Conflict & Real Peace on the Mission Field

Feb 28, 2024

There’s conflict in the workplace, and then there’s conflict within mission teams. Both happen on work teams, both can affect life significantly, and both can mess with your headspace in huge ways, but the stakes of mission team conflict are typically so much higher. Failing to resolve a workplace conflict doesn’t usually have the potential to get you pulled from the country you’re living in or drive you out of it. And because you are in that country as a missionary––a light for Jesus intended to draw people to him––there’s the fear that failure to resolve the conflict could blow up everything you’ve been working to accomplish.

Yep, it’s a really big deal. You know that, which is why you’re reading this article.

As heavy of a start as that was, there is hope, so hang with us! And not only hope but also practical steps you can take toward pursuing peace and finding it.

In our recent podcast episode with Dr. Janeen Davis of Purpose and Peace Solutions, she shared a fresh, practical way of approaching conflict within mission teams. 

Where to Begin

When it comes to making peace within your team, we can’t run straight to tips and tricks. We may be missionaries, but we can forget as easily as anyone that our spirits and their connection to the Holy Spirit come first. Instead of jumping straight into our heads and relying most heavily on our communication skills and negotiation abilities, we’ve got to lean on the Holy Spirit for guidance. 

Shifting from “I got this” to “Let’s let God lead the way” can make a huge difference, not just in resolving conflicts but also in our personal growth and faith journey.

My Way, Your Way, or God’s Way?

Team conflicts often kick off because we’re dead set on getting our own way. We tend to believe that our way is the only right way, and that’s where the trouble begins. This mindset links our well-being to what’s happening around us and how others behave. So, when things don’t go our way, we end up feeling hurt and angry. 

It’s so hard to remember, but our well-being isn’t tied to external factors––it’s rooted in our relationship with God. Realizing this can totally change how we see ourselves and where our real peace comes from.

There’s a reason Jesus is called the Prince of Peace.

Conflict Resolution Myths

The Matthew 18 Myth: Some people think that the Matthew 18 model for conflict resolution is the be-all and end-all. It suggests that every offense is a result of sin, but let’s face it, most conflicts aren’t about sinning against each other. They usually pop up because of unmet expectations.

The Pressure Myth: We often falsely believe that cranking up the pressure and making people hash things out will magically solve the problem. But it doesn’t work that way. More pressure often leads to more resistance and makes finding peace even trickier.
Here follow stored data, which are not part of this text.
#[async_trait]
impl CartRepository for DbCartRepository {
    async fn items(&self) -> Result<Vec<CartLineDetail>, ServiceError> {
        let raw = db_cart_raw_lines(&*self.db, self.user_id).await?;
        load_cart_lines(&*self.db, raw).await
    }

    #[instrument(skip(self))]
    async fn add_item(&mut self, variant_id: Uuid, quantity: i32) -> Result<(), ServiceError> {
        check_quantity(quantity)?;
        let txn = self.db.begin().await?;

        variant::Entity::find_by_id(variant_id)
            .one(&txn)
            .await?
            .ok_or_else(|| ServiceError::NotFound(format!("Variant {} not found", variant_id)))?;

        let cart = self.find_or_create_cart(&txn).await?;

        let existing = cart_item::Entity::find()
            .filter(cart_item::Column::CartId.eq(cart.id))
            .filter(cart_item::Column::VariantId.eq(variant_id))
            .one(&txn)
            .await?;

        if let Some(item) = existing {
            let current = item.quantity;
            let mut item: cart_item::ActiveModel = item.into();
            item.quantity = Set(current + quantity);
            item.updated_at = Set(Utc::now());
            item.update(&txn).await?;
        } else {
            let now = Utc::now();
            let item = cart_item::ActiveModel {
                id: Set(Uuid::new_v4()),
                cart_id: Set(cart.id),
                variant_id: Set(variant_id),
                quantity: Set(quantity),
                created_at: Set(now),
                updated_at: Set(now),
            };
            item.insert(&txn).await?;
        }

        txn.commit().await?;

        self.event_sender
            .send_or_log(Event::CartItemAdded {
                cart_id: cart.id,
                variant_id,
            })
            .await;
        info!("Added variant {} x{} to cart {}", variant_id, quantity, cart.id);
        Ok(())
    }

    #[instrument(skip(self))]
    async fn update_quantity(&mut self, item_id: Uuid, quantity: i32) -> Result<(), ServiceError> {
        check_quantity(quantity)?;
        let txn = self.db.begin().await?;

        let item = self.owned_item(&txn, item_id).await?;
        let variant = variant::Entity::find_by_id(item.variant_id)
            .one(&txn)
            .await?
            .ok_or_else(|| {
                ServiceError::NotFound(format!("Variant {} not found", item.variant_id))
            })?;
        if quantity > variant.quantity_in_stock {
            return Err(ServiceError::InsufficientStock(format!(
                "Only {} left in stock",
                variant.quantity_in_stock
            )));
        }

        let cart_id = item.cart_id;
        let mut item: cart_item::ActiveModel = item.into();
        item.quantity = Set(quantity);
        item.updated_at = Set(Utc::now());
        item.update(&txn).await?;
        txn.commit().await?;

        self.event_sender
            .send_or_log(Event::CartItemUpdated { cart_id, item_id })
            .await;
        Ok(())
    }

    #[instrument(skip(self))]
    async fn remove_item(&mut self, item_id: Uuid) -> Result<(), ServiceError> {
        let item = self.owned_item(&*self.db, item_id).await?;
        let cart_id = item.cart_id;
        item.delete(&*self.db).await?;

        self.event_sender
            .send_or_log(Event::CartItemRemoved { cart_id, item_id })
            .await;
        Ok(())
    }

    async fn sum_quantities(&self) -> Result<i64, ServiceError> {
        let raw = db_cart_raw_lines(&*self.db, self.user_id).await?;
        Ok(raw.iter().map(|(_, _, q)| i64::from(*q)).sum())
    }

    async fn count_items_by_product(&self, product_id: Uuid) -> Result<i64, ServiceError> {
        let raw = db_cart_raw_lines(&*self.db, self.user_id).await?;
        if raw.is_empty() {
            return Ok(0);
        }
        let variant_ids: Vec<Uuid> = raw.iter().map(|(_, vid, _)| *vid).collect();
        let matching: Vec<Uuid> = variant::Entity::find()
            .filter(variant::Column::Id.is_in(variant_ids))
            .filter(variant::Column::ProductId.eq(product_id))
            .all(&*self.db)
            .await?
            .into_iter()
            .map(|v| v.id)
            .collect();
        Ok(raw
            .iter()
            .filter(|(_, vid, _)| matching.contains(vid))
            .map(|(_, _, q)| i64::from(*q))
            .sum())
    }

    fn guest_snapshot(&self) -> Option<&GuestCart> {
        None
    }
}

/// Cookie-backed cart for anonymous sessions. Mutations happen on the
/// in-memory [`GuestCart`]; the handler re-serializes the snapshot into
/// the `Set-Cookie` header.
pub struct GuestCartRepository {
    db: Arc<DatabaseConnection>,
    cart: GuestCart,
}

impl GuestCartRepository {
    pub fn into_cart(self) -> GuestCart {
        self.cart
    }
}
The Silent Myth: If we don’t talk about it, it must not really exist, right? Or, if I told that person what I was upset about and they said ok, we must be ok! This describes false peace. Silence or power-playing someone into “agreement” is just a bomb waiting to explode. 

A New Approach to Conflict Resolution

So, what’s the better way to deal with team conflict? 

  1. Self-reflection and Vertical Forgiveness: Before you go all out confronting the other party, take a moment for self-reflection and talk things out with God. Ask for forgiveness if you’ve been harboring bitterness or anger in your heart. Drop the need to win or prove a point.
  2. Compassionate Conversation: Once you’re at peace with God and have let go of personal grudges, approach the other person with compassion. Talk it out with listening love instead of attacking anger. Share your concerns with the aim of making things right, not making someone pay.
  3. Outside Help: If the problem doesn’t budge, think about involving others to mediate or provide guidance. But remember, it should come from a place of genuine care for everyone involved, not from a desire to win or prove someone wrong.

*We want to say that if there is any abuse involved of any type, it is essential that you reach out to someone you can trust and ask for help. God cares about those you are there to serve, and he cares about you too. 

Team conflict resolution is a big deal anywhere in the world it occurs, but especially in missionary work. We are called to be God’s witnesses abroad—to reflect the Prince of Peace. Jesus can give us that true peace! We must begin with faith, humility, and a willingness to let go of personal agendas. With dedication and a commitment to understanding, we can tackle challenges together, building unity that not only strengthens our mission but also brings hope to those we serve.